Thank you everyone for the input just to make sire as I have a bit of bitxoin. And a storage device setup (backed up elsewhere but still) all my folders and files, few flats and other apps, and system settings will stay the same?
What about the KDE plasma spin does that go by the wayside?
I you have any packages from rpmfusion, these packages might need to be upgraded during the upgrade to f36 in order to prevent conflict problems. For example, ffmpeg depends on a certain library version from fedora which is replaced by a newser version in f36. Now you get a conflict if you can’t at the same time update ffmpeg from repmfusion 36.
By the way. The release number for fedora and rpmfusion is not stored in the repo files but comes from elsewhere.
If you feel you need to disable third party repositories, you should also remove packages that comes from those repositories. These packages might give conflict problems whether the repository is enabled or not.
Those are all very standard except for the rpmfusion-free-source repo.
I am not sure why you would have that repo even installed as a beginner. It would only be needed if you were downloading and compiling software for yourself. You might want to disable that repo (semi)permanently with dnf config-manager --disable rpmfusion-free-source. It can be enabled later if you need it.
The release version comes from your system and would be updated to the fedora 36 version when you do the system upgrade.
BTW, it is much easier to read what is posted if you were to use the </> Preformatted text tags from the toolbar. Highlight the text you have pasted in and click on that icon and it will put the tags in place for you.

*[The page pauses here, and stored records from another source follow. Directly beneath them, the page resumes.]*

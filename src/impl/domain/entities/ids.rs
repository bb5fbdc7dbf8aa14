use std::fmt;

macro_rules! string_id {
    ($name:ident) => {
        #[derive(Debug, Clone, PartialEq, Eq, Hash, PartialOrd, Ord)]
        pub struct $name(pub(crate) String);

        impl $name {
            pub fn new(id: impl Into<String>) -> Self {
                Self(id.into())
            }

            pub fn as_str(&self) -> &str {
                &self.0
            }
        }

        impl fmt::Display for $name {
            fn fmt(&self, f: &mut fmt::Formatter<'_>) -> fmt::Result {
                f.write_str(&self.0)
            }
        }

        impl From<&str> for $name {
            fn from(s: &str) -> Self {
                Self(s.to_string())
            }
        }
    };
}

string_id!(UserId);
string_id!(ClientId);
string_id!(InvoiceId);
string_id!(InvoiceItemId);
string_id!(NoteId);
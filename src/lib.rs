mod r#impl;
pub(crate) use r#impl::data;
pub(crate) use r#impl::domain;
pub use r#impl::exports::*;
pub(crate) use r#impl::presentation;

pub mod config;
pub mod errors;
pub mod util;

This is what your post looked like when you posted it. If you look at the post after I edited it you can clearly see the difference in formatting with the tags applied.
Idk if anyone knows I’d appreciate the input now wu3n I do my CLI updates I’d hope its updating accordingly. That was the whole point of the upgrade but again this specific question is out of my league right now and ive yet to do anything besides the upgrade itself. On my last 4×10 shift today before I spend my 8 hours in study for CompTia A+ on the off days. Ive already got a highly recommended Linux 11 hour course bought on udemy I’m going to start doing as well. Its come to find out setup to run on ubuntu I believe so I’ll have to use virtual boxes or o believe the application is just called Boxes if I’m not mistaken.

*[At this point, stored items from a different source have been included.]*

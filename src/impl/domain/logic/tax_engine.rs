use crate::{
    domain::logic::line_item_aggregator::subtotal,
    entities::{InvoiceItemInput, TaxBreakdown, TaxMode},
};

/// Derives net, tax and gross from a subtotal.
///
/// With tax added on top, the subtotal is the net amount. With tax-inclusive
/// pricing the subtotal is already gross and the net is back-calculated, so
/// the two modes are inverses of each other (up to floating-point error).
///
/// Negative subtotals are not rejected and simply yield negative amounts.
pub fn compute_amounts(subtotal: f64, tax_rate_percent: f64, includes_tax: bool) -> TaxBreakdown {
    match TaxMode::from_includes_tax(includes_tax) {
        TaxMode::Exclusive => {
            let net = subtotal;
            let tax = subtotal * tax_rate_percent / 100.0;
            TaxBreakdown {
                net,
                tax,
                gross: net + tax,
            }
        }
        TaxMode::Inclusive => {
            let gross = subtotal;
            let net = subtotal / (1.0 + tax_rate_percent / 100.0);
            TaxBreakdown {
                net,
                tax: gross - net,
                gross,
            }
        }
    }
}

/// Live preview of an invoice form: aggregates the lines, then applies tax.
pub fn compute_invoice_amounts(
    items: &[InvoiceItemInput],
    tax_rate_percent: f64,
    includes_tax: bool,
) -> TaxBreakdown {
    compute_amounts(subtotal(items), tax_rate_percent, includes_tax)
}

Boxes is from Gnome Desktop. If you install it, it might pull some Gtk dependencies with it. Since you are using KDE as desktop it is QT based as well as the LXQT desktop too.
VirtualBox is also in the repositories and may be a bit cleaner to install.
Ultimately, it’s up to you the user.
On the subject of Ubuntu: Ubuntu is a Debian based distribution like many others. You can recognize these packages by the extension “.deb”.
Fedora, OpenSuse and of course Arch-Linux work with an arch-based package management.